Part of the problem, Frenick says, is that the scale of Cargill’s power as a grain empire is unprecedented. You can’t even compare them to other corporations, he says. “They’re the closest thing we’ve seen to a modern day version of the 19th century British Empire.” Cargill not only undermines attempts at regulation, he says, but controls how the federal Farm Bill is designed, which leads to grain overproduction and environmental destruction. The Reformer also ran an excerpt from Frenick’s book in which he discusses the rise of Cargill, its resistance to the New Deal, and the ways it has worked to undermine progressive legislation throughout the years. 

Speaking of Kathy C., the people of Duluth seem to be taking her pissy little comments about Cheerios in stride. Mayor Roger Reinert tweeted his breakfast, saying, "For the record...I'm more of a pancakes guy." Fitzger’s Brewhouse has released a lager called The Park Point People’s Pint, served with a “generous side of Cheerios.” And Duluthians have instituted the “Duluth Cheerio Challenge,” asking residents to donate a box or more of Cheerios to round out Minnesota Food Share Month. Now that’s how good neighbors behave, Kathy.

Report: Mayo’s Not Worth the Tax Breaks

The Mayo Clinic is displeased with its ranking in a new report from the Boston-based Lown Institute, writes the Strib’s Christopher Snowbeck. The report, released Monday night, says Mayo’s “fair share deficit” is one of the 10 worst among nonprofit clinics. What’s a fair share deficit? It’s the amount a clinic dedicates to charity care and community spending minus the value of the tax breaks it receives. Mayo spent about $478 million less on the community benefit programs that the report analyzed than it saved through tax exemptions in 2021. Minnesota’s Allina Health, Fairview, and HealthPartners clinics also came off poorly in the report.

Mayo disputed Lown’s methodology, saying it should have taken into account “spending on research, as well as training of health care professionals.” The Minnesota Hospital Association said Lown also omitted unreimbursed care to patients on Medicaid and other public health plans. "As a nonprofit medical center focused on patient care, research and education, Mayo Clinic provides substantial community benefit," Mayo said in a statement. Well, if you say so! 

Local Man Featured in Horrific Nickelodeon Doc (But in a Good Way)

Even if you haven’t watched Quiet on Set: The Dark Side of Kids TV, you’ve likely heard talk about the new documentary, which looks at the widespread exploitation and abuse of child actors at Nickelodeon in the aughts. (I haven’t seen it yet, but my long-standing view is that it should probably be illegal to let kids act or sing professionally.) As with every big national story, there’s a local angle to be discovered if you look close enough, and this time Sheila Regan found that angle for MinnPost

Fortunately, the relevant Minnesotan with whom Regan spoke with is neither an abused child nor an abusive adult.

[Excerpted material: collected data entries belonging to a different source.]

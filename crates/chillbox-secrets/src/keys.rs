//! Instance keypair custody.
//!
//! The private half lives in the archive only as master-key ciphertext. When
//! a task needs it, it is unsealed into a process-private temp file whose
//! path is recorded in the state file *before* any plaintext is written, so a
//! crashed run leaves a record the next run can act on.

use std::io::Write;
use std::os::unix::fs::{DirBuilderExt, OpenOptionsExt, PermissionsExt};
use std::path::{Path, PathBuf};

use chillbox_core::{ArchiveLayout, ChillboxError, ChillboxResult};
use secrecy::{ExposeSecret, SecretString};

use crate::master::MasterKey;
use crate::shred::{private_temp_file, shred_file};
use crate::tool::{read_private_key, CryptoTool};

/// State key holding the path of the unlocked private key.
pub const LOCAL_PRIVATE_KEY_TEMP: &str = "local_private_key_temp";

/// Somewhere to record temp file paths across invocations.
pub trait TempRecords {
    fn record_temp(&mut self, key: &str, path: &Path) -> ChillboxResult<()>;
    fn clear_temp(&mut self, key: &str) -> ChillboxResult<()>;
}

/// Handle to the unsealed private key file.
///
/// Dropping the handle shreds the file. [`UnlockedKey::release`] also clears
/// the state record.
#[derive(Debug)]
pub struct UnlockedKey {
    path: Option<PathBuf>,
}

impl UnlockedKey {
    pub fn path(&self) -> &Path {
        self.path.as_deref().unwrap_or_else(|| Path::new(""))
    }

    pub fn private_key(&self) -> ChillboxResult<SecretString> {
        read_private_key(self.path())
    }

    pub fn release(mut self, records: &mut dyn TempRecords) -> ChillboxResult<()> {
        if let Some(path) = self.path.take() {
            shred_file(&path)?;
            tracing::debug!(path = %path.display(), "released unlocked private key");
        }
        records.clear_temp(LOCAL_PRIVATE_KEY_TEMP)
    }
}

impl Drop for UnlockedKey {
    fn drop(&mut self) {
        if let Some(path) = self.path.take() {
            if let Err(e) = shred_file(&path) {
                tracing::warn!(path = %path.display(), "failed to shred unlocked key: {e}");
            }
        }
    }
}

pub struct KeyManager<'a> {
    layout: &'a ArchiveLayout,
    crypto: &'a dyn CryptoTool,
    master: &'a dyn MasterKey,
}

impl<'a> KeyManager<'a> {
    pub fn new(
        layout: &'a ArchiveLayout,
        crypto: &'a dyn CryptoTool,
        master: &'a dyn MasterKey,
    ) -> Self {
        Self {
            layout,
            crypto,
            master,
        }
    }

    /// Create the instance keypair unless the sealed private key already
    /// exists. Returns `true` when a new pair was created.
    ///
    /// The public half is written first. A sealed private key is only ever
    /// present alongside its public key.
    pub fn ensure_key_pair(&self) -> ChillboxResult<bool> {
        let private_path = self.layout.private_key();
        let public_path = self.layout.public_key();
        if private_path.exists() {
            if !public_path.exists() {
                return Err(ChillboxError::MissingFile(format!(
                    "{} is missing but the sealed private key exists; remove {} to create a new keypair",
                    public_path.display(),
                    private_path.display()
                )));
            }
            tracing::debug!(path = %private_path.display(), "local keypair exists");
            return Ok(false);
        }

        let dir = self.layout.asymmetric_dir();
        std::fs::DirBuilder::new()
            .recursive(true)
            .mode(0o700)
            .create(&dir)?;

        let (private, public) = self.crypto.generate_keypair()?;
        let sealed = self.master.seal(private.expose_secret().as_bytes())?;
        drop(private);

        // a public key without a private key is left over from an interrupted run
        if public_path.exists() {
            std::fs::remove_file(&public_path)?;
        }
        std::fs::write(&public_path, format!("{public}\n"))?;
        std::fs::set_permissions(&public_path, std::fs::Permissions::from_mode(0o400))?;

        let mut file = std::fs::OpenOptions::new()
            .write(true)
            .create_new(true)
            .mode(0o600)
            .open(&private_path)?;
        file.write_all(&sealed)?;
        file.sync_all()?;

        tracing::info!(instance = %self.layout.instance(), "created local keypair");
        Ok(true)
    }

    /// Unseal the private key into a fresh temp file recorded in `records`.
    pub fn unlock_private_key(&self, records: &mut dyn TempRecords) -> ChillboxResult<UnlockedKey> {
        let sealed_path = self.layout.private_key();
        let sealed = std::fs::read(&sealed_path).map_err(|e| {
            ChillboxError::MissingFile(format!("{}: {e}", sealed_path.display()))
        })?;

        let temp = private_temp_file("chillbox-key-")?;
        let key = UnlockedKey {
            path: Some(temp.clone()),
        };
        records.record_temp(LOCAL_PRIVATE_KEY_TEMP, &temp)?;

        let result = self.master.unseal(&sealed).and_then(|plaintext| {
            let mut file = std::fs::OpenOptions::new().write(true).open(&temp)?;
            file.write_all(&plaintext)?;
            file.sync_all()?;
            Ok(())
        });
        match result {
            Ok(()) => {
                tracing::info!("unlocked the local private key");
                Ok(key)
            }
            Err(e) => {
                key.release(records)?;
                Err(match e {
                    e @ ChillboxError::KeyUnlock(_) => e,
                    other => ChillboxError::KeyUnlock(other.to_string()),
                })
            }
        }
    }
}
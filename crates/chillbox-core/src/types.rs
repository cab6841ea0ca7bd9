use std::fmt;
use std::os::unix::fs::{DirBuilderExt, MetadataExt};
use std::path::{Path, PathBuf};

use crate::error::{ChillboxError, ChillboxResult};

// ── Archive layout ──────────────────────────────────────────────────────────

/// File layout of one instance's archive directory.
///
/// Other tooling reads these paths directly, so they must not drift:
///
/// ```text
/// statefile.json
/// local-chillbox-asymmetric/{instance}.private.pem.gpg
/// local-chillbox-asymmetric/{instance}.public.pem
/// secrets/{id}.aes
/// path/{id}
/// server/{name}/user-data
/// server/{name}/public_ssh_key
/// ssh/{user}.chillbox.pem.aes
/// ```
#[derive(Debug, Clone, PartialEq, Eq)]
pub struct ArchiveLayout {
    root: PathBuf,
    instance: String,
}

impl ArchiveLayout {
    pub fn new(root: impl Into<PathBuf>, instance: impl Into<String>) -> Self {
        Self {
            root: root.into(),
            instance: instance.into(),
        }
    }

    pub fn root(&self) -> &Path {
        &self.root
    }

    pub fn instance(&self) -> &str {
        &self.instance
    }

    pub fn state_file(&self) -> PathBuf {
        self.root.join("statefile.json")
    }

    pub fn asymmetric_dir(&self) -> PathBuf {
        self.root.join("local-chillbox-asymmetric")
    }

    pub fn private_key(&self) -> PathBuf {
        self.asymmetric_dir()
            .join(format!("{}.private.pem.gpg", self.instance))
    }

    pub fn public_key(&self) -> PathBuf {
        self.asymmetric_dir()
            .join(format!("{}.public.pem", self.instance))
    }

    pub fn secrets_dir(&self) -> PathBuf {
        self.root.join("secrets")
    }

    pub fn secret(&self, id: &str) -> PathBuf {
        self.secrets_dir().join(format!("{id}.aes"))
    }

    pub fn paths_dir(&self) -> PathBuf {
        self.root.join("path")
    }

    pub fn path(&self, id: &str) -> PathBuf {
        self.paths_dir().join(id)
    }

    pub fn server_dir(&self, name: &str) -> PathBuf {
        self.root.join("server").join(name)
    }

    pub fn server_user_data(&self, name: &str) -> PathBuf {
        self.server_dir(name).join("user-data")
    }

    pub fn server_public_ssh_key(&self, name: &str) -> PathBuf {
        self.server_dir(name).join("public_ssh_key")
    }

    pub fn ssh_dir(&self) -> PathBuf {
        self.root.join("ssh")
    }

    pub fn user_ssh_key(&self, user: &str) -> PathBuf {
        self.ssh_dir().join(format!("{user}.chillbox.pem.aes"))
    }

    pub fn known_hosts(&self) -> PathBuf {
        self.root.join("ssh_known_hosts")
    }

    /// Create the archive directory (owner-only) or verify an existing one.
    ///
    /// An existing archive directory must be a directory owned by the
    /// invoking uid.
    pub fn init(&self) -> ChillboxResult<()> {
        if self.root.exists() && !self.root.is_dir() {
            return Err(ChillboxError::archive(format!(
                "the archive directory path ({}) exists but is not a directory",
                self.root.display()
            )));
        }
        if !self.root.exists() {
            std::fs::DirBuilder::new()
                .recursive(true)
                .mode(0o700)
                .create(&self.root)?;
            tracing::info!(archive = %self.root.display(), "created archive directory");
        }

        let owner = std::fs::metadata(&self.root)?.uid();
        let me = nix::unistd::getuid().as_raw();
        if owner != me {
            return Err(ChillboxError::archive(format!(
                "the archive directory ({}) is owned by uid {owner}, not the current user (uid {me})",
                self.root.display()
            )));
        }
        Ok(())
    }
}

// ── Operator identity ───────────────────────────────────────────────────────

/// The operator whose ownership tags are honored for this invocation.
#[derive(Debug, Clone, PartialEq, Eq)]
pub struct Identity {
    pub name: String,
}

impl Identity {
    pub fn new(name: impl Into<String>) -> Self {
        Self { name: name.into() }
    }

    /// Login name of the invoking uid.
    pub fn current() -> ChillboxResult<Self> {
        let uid = nix::unistd::getuid();
        let user = nix::unistd::User::from_uid(uid)
            .map_err(|e| anyhow::anyhow!("failed to look up uid {uid}: {e}"))?
            .ok_or_else(|| anyhow::anyhow!("no passwd entry for uid {uid}"))?;
        Ok(Self { name: user.name })
    }

    /// An entry with no owner is visible to everyone.
    pub fn may_access(&self, owner: Option<&str>) -> bool {
        owner.map_or(true, |o| o == self.name)
    }

    /// Strict ownership: an entry with no owner belongs to nobody.
    pub fn owns(&self, owner: Option<&str>) -> bool {
        owner == Some(self.name.as_str())
    }
}

impl fmt::Display for Identity {
    fn fmt(&self, f: &mut fmt::Formatter<'_>) -> fmt::Result {
        f.write_str(&self.name)
    }
}

// ── Per-entry decisions ─────────────────────────────────────────────────────

/// Why an entry was left alone.
#[derive(Debug, Clone, PartialEq, Eq)]
pub enum SkipReason {
    NotOwner { owner: Option<String> },
    /// Ciphertext exists and never expires.
    NoExpiration,
    /// Ciphertext exists and is still valid.
    NotExpired { expires: chrono::NaiveDate },
}

impl fmt::Display for SkipReason {
    fn fmt(&self, f: &mut fmt::Formatter<'_>) -> fmt::Result {
        match self {
            SkipReason::NotOwner { owner: Some(o) } => write!(f, "owned by {o}"),
            SkipReason::NotOwner { owner: None } => f.write_str("has no owner"),
            SkipReason::NoExpiration => f.write_str("already stored, no expiration"),
            SkipReason::NotExpired { expires } => write!(f, "already stored, expires {expires}"),
        }
    }
}

/// Outcome of evaluating one secret or path entry before any crypto runs.
#[derive(Debug)]
pub enum Decision {
    Skip(SkipReason),
    Process,
    Fatal(ChillboxError),
}

impl Decision {
    pub fn is_process(&self) -> bool {
        matches!(self, Decision::Process)
    }
}

#[cfg(test)]
mod tests {
    use super::*;

    #[test]
    fn layout_paths() {
        let layout = ArchiveLayout::new("/a", "example");
        assert_eq!(layout.state_file(), PathBuf::from("/a/statefile.json"));
        assert_eq!(
            layout.private_key(),
            PathBuf::from("/a/local-chillbox-asymmetric/example.private.pem.gpg")
        );
        assert_eq!(
            layout.public_key(),
            PathBuf::from("/a/local-chillbox-asymmetric/example.public.pem")
        );
        assert_eq!(layout.secret("db-pass"), PathBuf::from("/a/secrets/db-pass.aes"));
        assert_eq!(layout.path("site-conf"), PathBuf::from("/a/path/site-conf"));
        assert_eq!(layout.server_user_data("web1"), PathBuf::from("/a/server/web1/user-data"));
        assert_eq!(
            layout.server_public_ssh_key("web1"),
            PathBuf::from("/a/server/web1/public_ssh_key")
        );
        assert_eq!(
            layout.user_ssh_key("alice"),
            PathBuf::from("/a/ssh/alice.chillbox.pem.aes")
        );
    }

    #[test]
    fn init_creates_owner_only_directory() {
        use std::os::unix::fs::PermissionsExt;

        let dir = tempfile::tempdir().unwrap();
        let layout = ArchiveLayout::new(dir.path().join("archive"), "example");
        layout.init().unwrap();
        let mode = std::fs::metadata(layout.root()).unwrap().permissions().mode();
        assert_eq!(mode & 0o777, 0o700);

        // idempotent
        layout.init().unwrap();
    }

    #[test]
    fn init_rejects_a_plain_file() {
        let file = tempfile::NamedTempFile::new().unwrap();
        let layout = ArchiveLayout::new(file.path(), "example");
        assert!(matches!(
            layout.init(),
            Err(ChillboxError::ArchiveDirectory { .. })
        ));
    }

    #[test]
    fn ownership_rules() {
        let alice = Identity::new("alice");
        assert!(alice.may_access(None));
        assert!(alice.may_access(Some("alice")));
        assert!(!alice.may_access(Some("bob")));
        assert!(alice.owns(Some("alice")));
        assert!(!alice.owns(None));
    }
}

He’s Rick Ellis, the Inver Grove Heights writer who runs the TV website All Your Screens. The documentary drew from Ellis’s reporting on Dan Schneider, the prominent Nick showrunner for many of the programs where these abuses were committed, and Ellis also appears as a talking head. “There had always been stories about [Schneider], but nothing had really ever been published,” Ellis says. “And when he split with Nickelodeon, I just thought, I think there’s an interesting story here.” As Quiet on the Set demonstrates, Ellis’s instincts were on point.